Because hybrids are still orchids....and you have to show proof that the parents used were legal (tracing back all the way to the original species)...If hybrids did not go by Cites laws, everyone would put a hybrid tag in the pot when shipping across borders, and that would deceit (-edit- meant to say defeats..lol) the purpose of Cites...

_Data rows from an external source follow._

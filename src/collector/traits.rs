//! Abstractions for running external commands to enable testing and mocking.
//!
//! The `CommandRunner` trait allows the collector to drive the real `sadc` and
//! `sadf` binaries on Linux and canned implementations in tests.

use std::fmt;
use std::io::{self, Read};
use std::path::Path;
use std::process::{Child, Command, Stdio};

/// Exit state of a finished command.
#[derive(Debug, Clone, Copy, PartialEq, Eq)]
pub struct CommandStatus {
    /// Exit code, or `None` when the process was terminated by a signal.
    pub code: Option<i32>,
}

impl CommandStatus {
    /// Status of a process that exited with the given code.
    pub fn exited(code: i32) -> Self {
        Self { code: Some(code) }
    }

    /// Status of a process that was terminated by a signal.
    pub fn signaled() -> Self {
        Self { code: None }
    }

    /// Returns `true` if the process exited with code 0.
    pub fn success(&self) -> bool {
        self.code == Some(0)
    }
}

impl fmt::Display for CommandStatus {
    fn fmt(&self, f: &mut fmt::Formatter<'_>) -> fmt::Result {
        match self.code {
            Some(code) => write!(f, "exit status: {}", code),
            None => write!(f, "terminated by signal"),
        }
    }
}

impl From<std::process::ExitStatus> for CommandStatus {
    fn from(status: std::process::ExitStatus) -> Self {
        Self {
            code: status.code(),
        }
    }
}

/// Result of a command that was run to completion.
#[derive(Debug, Clone)]
pub struct CommandOutput {
    pub status: CommandStatus,
    /// Standard output followed by standard error.
    pub combined: Vec<u8>,
}

impl CommandOutput {
    /// Combined output as (lossy) UTF-8 text.
    pub fn combined_text(&self) -> String {
        String::from_utf8_lossy(&self.combined).into_owned()
    }
}

/// A started command whose standard output is streamed.
pub trait RunningCommand: Send {
    /// Takes the standard output stream. Returns `None` on the second call.
    fn take_stdout(&mut self) -> Option<Box<dyn Read + Send>>;

    /// Waits for the command to exit.
    fn wait(&mut self) -> io::Result<CommandStatus>;

    /// Kills the command. Killing an already exited command is not an error.
    fn kill(&mut self) -> io::Result<()>;
}

/// Abstraction for external process execution.
///
/// Implementations must be shareable between threads: one collection cycle
/// runs every extraction concurrently through the same runner.
pub trait CommandRunner: Send + Sync {
    /// Runs a command to completion, capturing stdout and stderr together.
    fn output(&self, program: &Path, args: &[String]) -> io::Result<CommandOutput>;

    /// Starts a command with its standard output piped.
    fn spawn(&self, program: &Path, args: &[String]) -> io::Result<Box<dyn RunningCommand>>;
}

/// Renders a command invocation the way a shell user would type it.
pub fn command_line(program: &Path, args: &[String]) -> String {
    let mut line = program.display().to_string();
    for arg in args {
        line.push(' ');
        line.push_str(arg);
    }
    line
}

/// Real process runner that delegates to `std::process::Command`.
#[derive(Debug, Default, Clone, Copy)]
pub struct SystemRunner;

impl SystemRunner {
    /// Creates a new `SystemRunner` instance.
    pub fn new() -> Self {
        Self
    }
}

impl CommandRunner for SystemRunner {
    fn output(&self, program: &Path, args: &[String]) -> io::Result<CommandOutput> {
        let output = Command::new(program)
            .args(args)
            .stdin(Stdio::null())
            .output()?;

        let mut combined = output.stdout;
        combined.extend_from_slice(&output.stderr);

        Ok(CommandOutput {
            status: output.status.into(),
            combined,
        })
    }

    fn spawn(&self, program: &Path, args: &[String]) -> io::Result<Box<dyn RunningCommand>> {
        let child = Command::new(program)
            .args(args)
            .stdin(Stdio::null())
            .stdout(Stdio::piped())
            .stderr(Stdio::null())
            .spawn()?;
        Ok(Box::new(SystemCommand { child }))
    }
}

struct SystemCommand {
    child: Child,
}

impl RunningCommand for SystemCommand {
    fn take_stdout(&mut self) -> Option<Box<dyn Read + Send>> {
        self.child
            .stdout
            .take()
            .map(|stdout| Box::new(stdout) as Box<dyn Read + Send>)
    }

    fn wait(&mut self) -> io::Result<CommandStatus> {
        self.child.wait().map(CommandStatus::from)
    }

    fn kill(&mut self) -> io::Result<()> {
        match self.child.kill() {
            Err(e) if e.kind() != io::ErrorKind::InvalidInput => Err(e),
            _ => Ok(()),
        }
    }
}
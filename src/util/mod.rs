//! Utility modules for sarglot.

mod which;

use std::time::Duration;

pub use which::{SADC_CANDIDATES, find_in_path, find_sadc, is_executable};

/// Formats a duration for log lines: `"850ms"`, `"1.25s"`, `"2m5s"`.
pub fn format_duration(d: Duration) -> String {
    let millis = d.as_millis();
    if millis < 1000 {
        format!("{}ms", millis)
    } else if millis < 60_000 {
        format!("{:.2}s", d.as_secs_f64())
    } else {
        let secs = d.as_secs();
        format!("{}m{}s", secs / 60, secs % 60)
    }
}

Paph and Phrag species are Apendix 1 for Cites; all other orchid species and hybrids are Apendix 2 for Cites.

Robert


----------



## NYEric (Jun 9, 2015)

Drorchid said:


> Because hybrids are still orchids....and that would deceit the purpose of Cites...
> 
> Robert


Hmmmm..Freudian slip!? oke:


----------



## Drorchid (Jun 9, 2015)

NYEric said:


> Hmmmm..Freudian slip!? oke:



lol...yes..


----------



## NYEric (Jun 9, 2015)

It is a beautiful hybrid. Yay besseae hybrids!


----------



## Paphluvr (Jun 9, 2015)

This thing is AWESOME!


----------



## Linus_Cello (Jun 9, 2015)

Drorchid said:


> Because hybrids are still orchids....and you have to show proof that the parents used were legal (tracing back all the way to the original species)...If hybrids did not go by Cites laws, everyone would put a hybrid tag in the pot when shipping across borders, and that would deceit (-edit- meant to say defeats..lol) the purpose of Cites...
> 
> Paph and Phrag species are Apendix 1 for Cites; all other orchid species and hybrids are Apendix 2 for Cites.
> 
> Robert



Technically one needs CITES permits for pure vanilla extract. Not sure about pastries/cookies that use vanilla extract...

(sorry for the tangent)


----------



## paphreek (Jun 9, 2015)

Robert, keep showing me Phrags like this and I'll be throwing out my Paphs to make more room! :drool:


----------



## John M (Jun 9, 2015)

Robert, that is spectacular! I REALLY enjoy seeing the progress you're making as you post photo after photo of some amazing plants. Thank you for taking the time to share. I love opening your posts!


----------



## Drorchid (Jun 10, 2015)

John M said:


> Robert, that is spectacular! I REALLY enjoy seeing the progress you're making as you post photo after photo of some amazing plants. Thank you for taking the time to share. I love opening your posts!




Awwww....Thanks John for the nice words!

Robert


----------



## SlipperFan (Jun 10, 2015)

Simply gorgeous.


----------